Gli studiosi formulano due ipotesi sull’occasione di composizione della lirica. La prima indica il 1943, precisamente il luglio, come momento di stesura dei versi, quando il bombardamento alleato distrusse il quartiere di San Lorenzo a Roma, non lontano dal cimitero del Verano, causando la morte di circa 3.000 persone. La seconda ipotesi propone una data più tarda: Ungaretti sarebbe stato ispirato dall’accesa conflittualità politica e sociale che sconvolgeva il Paese dopo l’armistizio del 1945. Qualunque sia l’ipotesi corretta, il messaggio della lirica non cambia: soltanto la memoria e la lezione della Storia possono cancellare l’odio e la violenza.

La lirica rappresenta il recupero delle forme tradizionali del verso con una quartina di novenari e una formata da un endecasillabo, due settenari e un novenario. Le due quartine formano le due parti della lirica: alla violenza scomposta dei vivi descritta nella prima strofa corrisponde il messaggio decisivo dei morti nella seconda.

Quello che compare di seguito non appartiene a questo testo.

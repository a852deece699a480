//! Server configuration

use serde::Deserialize;
use std::net::SocketAddr;
use std::time::Duration;

use super::error::ValidationError;

/// Server configuration
#[derive(Debug, Clone, Deserialize)]
pub struct ServerConfig {
    /// Host address to bind to
    #[serde(default = "default_host")]
    pub host: String,

    /// Port to listen on
    #[serde(default = "default_port")]
    pub port: u16,

    /// Environment name
    #[serde(default = "default_environment")]
    pub environment: Environment,

    /// Rust log filter directive
    #[serde(default = "default_log_level")]
    pub log_level: String,

    /// Request timeout in seconds
    #[serde(default = "default_request_timeout")]
    pub request_timeout_secs: u64,

    /// CORS allowed origins (comma-separated)
    pub cors_origins: Option<String>,
}

/// Application environment
#[derive(Debug, Clone, Copy, Deserialize, PartialEq, Eq, Default)]
#[serde(rename_all = "lowercase")]
pub enum Environment {
    #[default]
    Development,
    Staging,
    Production,
}

impl ServerConfig {
    /// Get the socket address to bind to
    pub fn socket_addr(&self) -> Result<SocketAddr, ValidationError> {
        format!("{}:{}", self.host, self.port)
            .parse()
            .map_err(|_| ValidationError::InvalidBindAddress(self.host.clone()))
    }

    /// Check if running in production
    pub fn is_production(&self) -> bool {
        self.environment == Environment::Production
    }

    pub fn request_timeout(&self) -> Duration {
        Duration::from_secs(self.request_timeout_secs)
    }

    /// Get CORS origins as a vector
    pub fn cors_origins_list(&self) -> Vec<String> {
        self.cors_origins
            .as_ref()
            .map(|s| {
                s.split(',')
                    .map(|s| s.trim().to_string())
                    .filter(|s| !s.is_empty())
                    .collect()
            })
            .unwrap_or_default()
    }

    /// Validate server configuration
    pub fn validate(&self) -> Result<(), ValidationError> {
        if self.port == 0 {
            return Err(ValidationError::InvalidPort);
        }
        if self.request_timeout_secs == 0 || self.request_timeout_secs > 300 {
            return Err(ValidationError::InvalidTimeout);
        }
        self.socket_addr()?;
        Ok(())
    }
}

impl Default for ServerConfig {
    fn default() -> Self {
        Self {
            host: default_host(),
            port: default_port(),
            environment: default_environment(),
            log_level: default_log_level(),
            request_timeout_secs: default_request_timeout(),
            cors_origins: None,
        }
    }
}

fn default_host() -> String {
    "0.0.0.0".to_string()
}

fn default_port() -> u16 {
    8080
}

fn default_environment() -> Environment {
    Environment::Development
}

fn default_log_level() -> String {
    "info,lesson_engine=debug,sqlx=warn".to_string()
}

fn default_request_timeout() -> u64 {
    30
}

#[cfg(test)]
mod tests {
    use super::*;

    #[test]
    fn test_server_config_defaults() {
        let config = ServerConfig::default();
        assert_eq!(config.host, "0.0.0.0");
        assert_eq!(config.port, 8080);
        assert_eq!(config.environment, Environment::Development);
        assert_eq!(config.request_timeout(), Duration::from_secs(30));
    }

    #[test]
    fn test_socket_addr() {
        let config = ServerConfig {
            host: "127.0.0.1".to_string(),
            port: 3000,
            ..Default::default()
        };
        assert_eq!(config.socket_addr().unwrap().to_string(), "127.0.0.1:3000");
    }

    #[test]
    fn test_unparseable_host_fails_validation() {
        let config = ServerConfig {
            host: "not a host".to_string(),
            ..Default::default()
        };
        assert_eq!(
            config.validate(),
            Err(ValidationError::InvalidBindAddress("not a host".to_string()))
        );
    }

    #[test]
    fn test_is_production() {
        let mut config = ServerConfig::default();
        assert!(!config.is_production());

        config.environment = Environment::Production;
        assert!(config.is_production());
    }

    #[test]
    fn test_cors_origins_parsing() {
        let config = ServerConfig {
            cors_origins: Some("http://localhost:5173, http://localhost:3000,".to_string()),
            ..Default::default()
        };
        let origins = config.cors_origins_list();
        assert_eq!(origins, vec!["http://localhost:5173", "http://localhost:3000"]);
    }

    #[test]
    fn test_validation_invalid_port() {
        let config = ServerConfig {
            port: 0,
            ..Default::default()
        };
        assert_eq!(config.validate(), Err(ValidationError::InvalidPort));
    }

    #[test]
    fn test_validation_invalid_timeout() {
        let config = ServerConfig {
            request_timeout_secs: 0,
            ..Default::default()
        };
        assert!(config.validate().is_err());

        let config = ServerConfig {
            request_timeout_secs: 500,
            ..Default::default()
        };
        assert!(config.validate().is_err());
    }
}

Cessate d’uccidere i morti,
non gridate più, non gridate
se li volete ancora udire,
se sperate di non perire.

Nella prima quartina il poeta rivolge un invito ai superstiti affinché rispettino la memoria dei caduti in guerra. Dianzi al dolore della guerra, il poeta implora il silenzio per i defunti che dopo la morte fisica rischiano di essere annientati una seconda volta. L’imperativo dei verbi in apertura (Cessate, non gridate ripetuto due volte nello stesso verso) e l’insistenza delle rime e delle consonanze (Cessate — gridate — gridate — volete — sperate) evidenziano l’impeto e l’indignazione del poeta in un monito che vuole essere accorato e severo. I primi versi costituiscono una lancinante invocazione alla cessazione della violenza, nell’imperativo iniziale si esprime, infatti, la disperazione di chi è testimone sia di una sofferenza privata (la morte del figlio) sia di una tragedia storica (la Seconda guerra mondiale).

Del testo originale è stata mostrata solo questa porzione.